E togliermi pelle era necessario per la mutazione, per andare avanti in un modo diverso, né estremo, né folle, solo diverso.

Ho preso i minuti, le ore e le giornate scomponendole in tasselli, li ho allineati ogni volta, ogni maledetta alba, pur di trovare un equilibrio che reggesse il tempo del passaggio del sole.

E lo sapevo, certo che lo sapevo, che mi stavo dolorosamente imponendo una visione distorta, finta e falsamente propositiva.
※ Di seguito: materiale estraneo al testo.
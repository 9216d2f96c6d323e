//! Shader compilation and pipeline caching.
//!
//! Compilation and pipeline object creation sit behind [`ShaderCompiler`]
//! and [`PipelineFactory`]; the render graph only ever sees the resulting
//! [`PipelineHandle`]s. [`PipelineCache`] keys pipelines by entry point and
//! specialization constants so a variant is built once.
//!
//! On the host backend a "shader" is a Rust kernel registered by name in a
//! [`KernelLibrary`]; compiling checks that the entry point exists for the
//! requested stage.

use std::collections::HashMap;
use std::sync::Arc;

use smallvec::SmallVec;

use crate::device::{ComputeKernel, PipelineHandle, VertexProgram};
use crate::error::PipelineError;

#[derive(Clone, Copy, Debug, PartialEq, Eq, Hash)]
pub enum ShaderStage {
  Compute,
  Vertex,
}

/// Entry point to compile.
#[derive(Clone, Debug, PartialEq, Eq, Hash)]
pub struct ShaderSource {
  pub name: String,
  pub stage: ShaderStage,
}

impl ShaderSource {
  pub fn compute(name: impl Into<String>) -> Self {
    Self {
      name: name.into(),
      stage: ShaderStage::Compute,
    }
  }

  pub fn vertex(name: impl Into<String>) -> Self {
    Self {
      name: name.into(),
      stage: ShaderStage::Vertex,
    }
  }
}

/// Compiled shader module.
#[derive(Clone, Debug, PartialEq, Eq)]
pub struct ShaderModule {
  pub name: String,
  pub stage: ShaderStage,
}

/// Specialization constants, sorted by constant ID.
#[derive(Clone, Debug, Default, PartialEq, Eq, Hash)]
pub struct Specialization(SmallVec<[(u32, u32); 4]>);

impl Specialization {
  pub fn new() -> Self {
    Self::default()
  }

  /// Set constant `id`, replacing any previous value.
  pub fn with(mut self, id: u32, value: u32) -> Self {
    match self.0.binary_search_by_key(&id, |(k, _)| *k) {
      Ok(i) => self.0[i].1 = value,
      Err(i) => self.0.insert(i, (id, value)),
    }
    self
  }

  pub fn get(&self, id: u32) -> Option<u32> {
    self
      .0
      .binary_search_by_key(&id, |(k, _)| *k)
      .ok()
      .map(|i| self.0[i].1)
  }
}

pub trait ShaderCompiler {
  fn compile(&self, source: &ShaderSource) -> Result<ShaderModule, PipelineError>;
}

pub trait PipelineFactory {
  fn create_compute_pipeline(
    &self,
    module: &ShaderModule,
    specialization: &Specialization,
  ) -> Result<PipelineHandle, PipelineError>;

  fn create_graphics_pipeline(
    &self,
    module: &ShaderModule,
    specialization: &Specialization,
  ) -> Result<PipelineHandle, PipelineError>;

  fn destroy_pipeline(&self, pipeline: PipelineHandle);
}

// =============================================================================
// Kernel library
// =============================================================================

type ComputeCtor =
  Box<dyn Fn(&Specialization) -> Result<Arc<dyn ComputeKernel>, String> + Send + Sync>;
type VertexCtor =
  Box<dyn Fn(&Specialization) -> Result<Arc<dyn VertexProgram>, String> + Send + Sync>;

/// Named kernel constructors backing the host compiler.
#[derive(Default)]
pub struct KernelLibrary {
  compute: HashMap<String, ComputeCtor>,
  vertex: HashMap<String, VertexCtor>,
}

impl KernelLibrary {
  pub fn new() -> Self {
    Self::default()
  }

  pub fn register_compute<F>(&mut self, name: &str, ctor: F) -> &mut Self
  where
    F: Fn(&Specialization) -> Result<Arc<dyn ComputeKernel>, String> + Send + Sync + 'static,
  {
    self.compute.insert(name.to_string(), Box::new(ctor));
    self
  }

  pub fn register_vertex<F>(&mut self, name: &str, ctor: F) -> &mut Self
  where
    F: Fn(&Specialization) -> Result<Arc<dyn VertexProgram>, String> + Send + Sync + 'static,
  {
    self.vertex.insert(name.to_string(), Box::new(ctor));
    self
  }

  pub fn has_entry(&self, name: &str, stage: ShaderStage) -> bool {
    match stage {
      ShaderStage::Compute => self.compute.contains_key(name),
      ShaderStage::Vertex => self.vertex.contains_key(name),
    }
  }

  fn check_stage(module: &ShaderModule, expected: ShaderStage) -> Result<(), PipelineError> {
    if module.stage == expected {
      Ok(())
    } else {
      Err(PipelineError::WrongStage {
        name: module.name.clone(),
        expected,
        actual: module.stage,
      })
    }
  }

  pub fn instantiate_compute(
    &self,
    module: &ShaderModule,
    specialization: &Specialization,
  ) -> Result<Arc<dyn ComputeKernel>, PipelineError> {
    Self::check_stage(module, ShaderStage::Compute)?;
    let ctor = self
      .compute
      .get(&module.name)
      .ok_or_else(|| PipelineError::Creation {
        name: module.name.clone(),
        message: "no such compute entry point".into(),
      })?;
    ctor(specialization).map_err(|message| PipelineError::Creation {
      name: module.name.clone(),
      message,
    })
  }

  pub fn instantiate_vertex(
    &self,
    module: &ShaderModule,
    specialization: &Specialization,
  ) -> Result<Arc<dyn VertexProgram>, PipelineError> {
    Self::check_stage(module, ShaderStage::Vertex)?;
    let ctor = self
      .vertex
      .get(&module.name)
      .ok_or_else(|| PipelineError::Creation {
        name: module.name.clone(),
        message: "no such vertex entry point".into(),
      })?;
    ctor(specialization).map_err(|message| PipelineError::Creation {
      name: module.name.clone(),
      message,
    })
  }
}

/// Compiler for the host backend: resolves entry points in a [`KernelLibrary`].
#[derive(Clone)]
pub struct HostShaderCompiler {
  library: Arc<KernelLibrary>,
}

impl HostShaderCompiler {
  pub fn new(library: Arc<KernelLibrary>) -> Self {
    Self { library }
  }
}

impl ShaderCompiler for HostShaderCompiler {
  fn compile(&self, source: &ShaderSource) -> Result<ShaderModule, PipelineError> {
    if !self.library.has_entry(&source.name, source.stage) {
      return Err(PipelineError::Compilation {
        name: source.name.clone(),
        message: format!("no {:?} entry point named `{}`", source.stage, source.name),
      });
    }
    Ok(ShaderModule {
      name: source.name.clone(),
      stage: source.stage,
    })
  }
}

// =============================================================================
// Pipeline cache
// =============================================================================

#[derive(Clone, Debug, PartialEq, Eq, Hash)]
struct PipelineKey {
  source: ShaderSource,
  specialization: Specialization,
}

/// Pipelines keyed by entry point and specialization.
#[derive(Default)]
pub struct PipelineCache {
  entries: HashMap<PipelineKey, PipelineHandle>,
  hits: u64,
  misses: u64,
}

impl PipelineCache {
  pub fn new() -> Self {
    Self::default()
  }

  /// Return the cached pipeline or compile and create it.
  pub fn get_or_create(
    &mut self,
    compiler: &dyn ShaderCompiler,
    factory: &dyn PipelineFactory,
    source: &ShaderSource,
    specialization: &Specialization,
  ) -> Result<PipelineHandle, PipelineError> {
    let key = PipelineKey {
      source: source.clone(),
      specialization: specialization.clone(),
    };
    if let Some(&handle) = self.entries.get(&key) {
      self.hits += 1;
      return Ok(handle);
    }

    let module = compiler.compile(source)?;
    let handle = match source.stage {
      ShaderStage::Compute => factory.create_compute_pipeline(&module, specialization)?,
      ShaderStage::Vertex => factory.create_graphics_pipeline(&module, specialization)?,
    };
    tracing::debug!(name = %source.name, ?specialization, ?handle, "created pipeline");
    self.misses += 1;
    self.entries.insert(key, handle);
    Ok(handle)
  }

  pub fn len(&self) -> usize {
    self.entries.len()
  }

  pub fn is_empty(&self) -> bool {
    self.entries.is_empty()
  }

  /// `(hits, misses)` since creation.
  pub fn stats(&self) -> (u64, u64) {
    (self.hits, self.misses)
  }

  /// Destroy every cached pipeline.
  pub fn clear(&mut self, factory: &dyn PipelineFactory) {
    for (_, handle) in self.entries.drain() {
      factory.destroy_pipeline(handle);
    }
  }
}

#[cfg(test)]
#[path = "shader_test.rs"]
mod shader_test;
//! Region pipeline benchmarks on the host device.
//!
//! - **region**: full `generate_region` per mesher and terrain mode
//! - **record**: graph construction and barrier synthesis only, no submit

use std::sync::Arc;

use criterion::{black_box, criterion_group, criterion_main, BenchmarkId, Criterion};
use glam::IVec3;
use voxel_gpu::device::{
  GpuDevice, HostDevice, HostDeviceConfig, ImageHandle, PipelineHandle,
};
use voxel_gpu::graph::GraphDesc;
use voxel_gpu::pipeline::passes::{build_region_graph, frame_for, RegionPassInputs};
use voxel_gpu::pipeline::{RegionLayout, StagePipelines};
use voxel_gpu::shader::KernelLibrary;
use voxel_gpu::{
  GpuHeap, HeapDesc, MesherKind, RendererConfig, TerrainMode, TerrainSettings, VoxelRenderer,
};

// =============================================================================
// Full Pipeline
// =============================================================================

fn config(mesher: MesherKind, mode: TerrainMode) -> RendererConfig {
  RendererConfig::default()
    .with_mesher(mesher)
    .with_terrain(TerrainSettings {
      mode,
      ..TerrainSettings::default()
    })
}

fn bench_generate_region(c: &mut Criterion) {
  let mut group = c.benchmark_group("region");
  group.sample_size(10);

  for mesher in [MesherKind::Simple, MesherKind::Greedy] {
    for mode in [TerrainMode::Heightmap, TerrainMode::Density3d] {
      let Ok(mut renderer) = VoxelRenderer::host(config(mesher, mode)) else {
        continue;
      };
      let id = BenchmarkId::new(format!("{mesher:?}"), format!("{mode:?}"));
      group.bench_function(id, |b| {
        b.iter(|| black_box(renderer.generate_region(IVec3::ZERO).ok()))
      });
    }
  }

  group.finish();
}

// =============================================================================
// Graph Recording
// =============================================================================

fn bench_record_graph(c: &mut Criterion) {
  let device = Arc::new(HostDevice::new(
    HostDeviceConfig::default(),
    Arc::new(KernelLibrary::new()),
  ));
  let Ok(mut heap) = GpuHeap::create(device.clone(), HeapDesc::device_local(16 << 20)) else {
    return;
  };
  let mut setup = device.begin_commands();
  let Ok(layout) = RegionLayout::allocate(&mut heap, &mut setup, IVec3::ZERO, 1 << 16) else {
    return;
  };
  let Ok(heap_base) = heap.device_address() else {
    return;
  };

  let p = |i| PipelineHandle(i);
  let inputs = RegionPassInputs {
    heap_buffer: heap.buffer(),
    heap_base,
    color_target: ImageHandle(0),
    pipelines: StagePipelines {
      noise: p(1),
      terrain: p(2),
      palette_build: p(3),
      palette_pack: p(4),
      bitmap: p(5),
      face_mesh: p(6),
      greedy_mesh: p(7),
      finalize: p(8),
      draw: p(9),
    },
    desc: GraphDesc::default(),
  };

  c.bench_function("record/region_graph", |b| {
    b.iter(|| {
      let mut cmd = device.begin_commands();
      let (mut graph, _) = build_region_graph(&layout, &inputs);
      let report = graph.execute(&mut cmd, &frame_for(0, true));
      black_box((report.ok(), cmd.len()))
    })
  });
}

criterion_group!(pipeline, bench_generate_region, bench_record_graph);
criterion_main!(pipeline);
Ma il modo fa la differenza, lo dicevi spesso anche tu. Allora io – testona come sempre – a testa bassa scomponevo e riallineavo, ne controllavo la stabilità e aspettavo di ricominciare.

Ogni tanto scricchiolavo si, te lo concedo. Era impossibile ignorarli, i rumori bassi, ingombranti. Io me ne accorgevo dai vestiti. Quando per scegliere un pantalone o una maglia impiegavo ore, i segni erano già evidenti (a me stessa poi, non li potevo nascondere9. Ero innegambilmente in caduta, non mi vedevo più per quella che ero davvero (ma proprio dentro la carne, tra muscoli e forme e sangue), non riuscivo neanche a guardarmi, certe volte.

Poi tutto si perdeva.

E il puzzle riprendeva a occuparmi, mi restituiva linfa impedendomi di sentire, obbligandomi a non sentire.

Finché non lo so cos’è successo esattamente (o forse si, ma non è importante).

Il silenzio è tornato.

Quel silenzio tra me e me, in mezzo al vociare costante di mestieri, strade, negozi, impegni.

Questo silenzio che mi agguanta la gola, stringe sempre più forte, brucia.

E non riesco, no, a fare, essere. Me ne sto qui, aspetto lancette che non corrono, parole che non vengono, abbracci persi.

So di averne un bisogno disperato, mi vedi?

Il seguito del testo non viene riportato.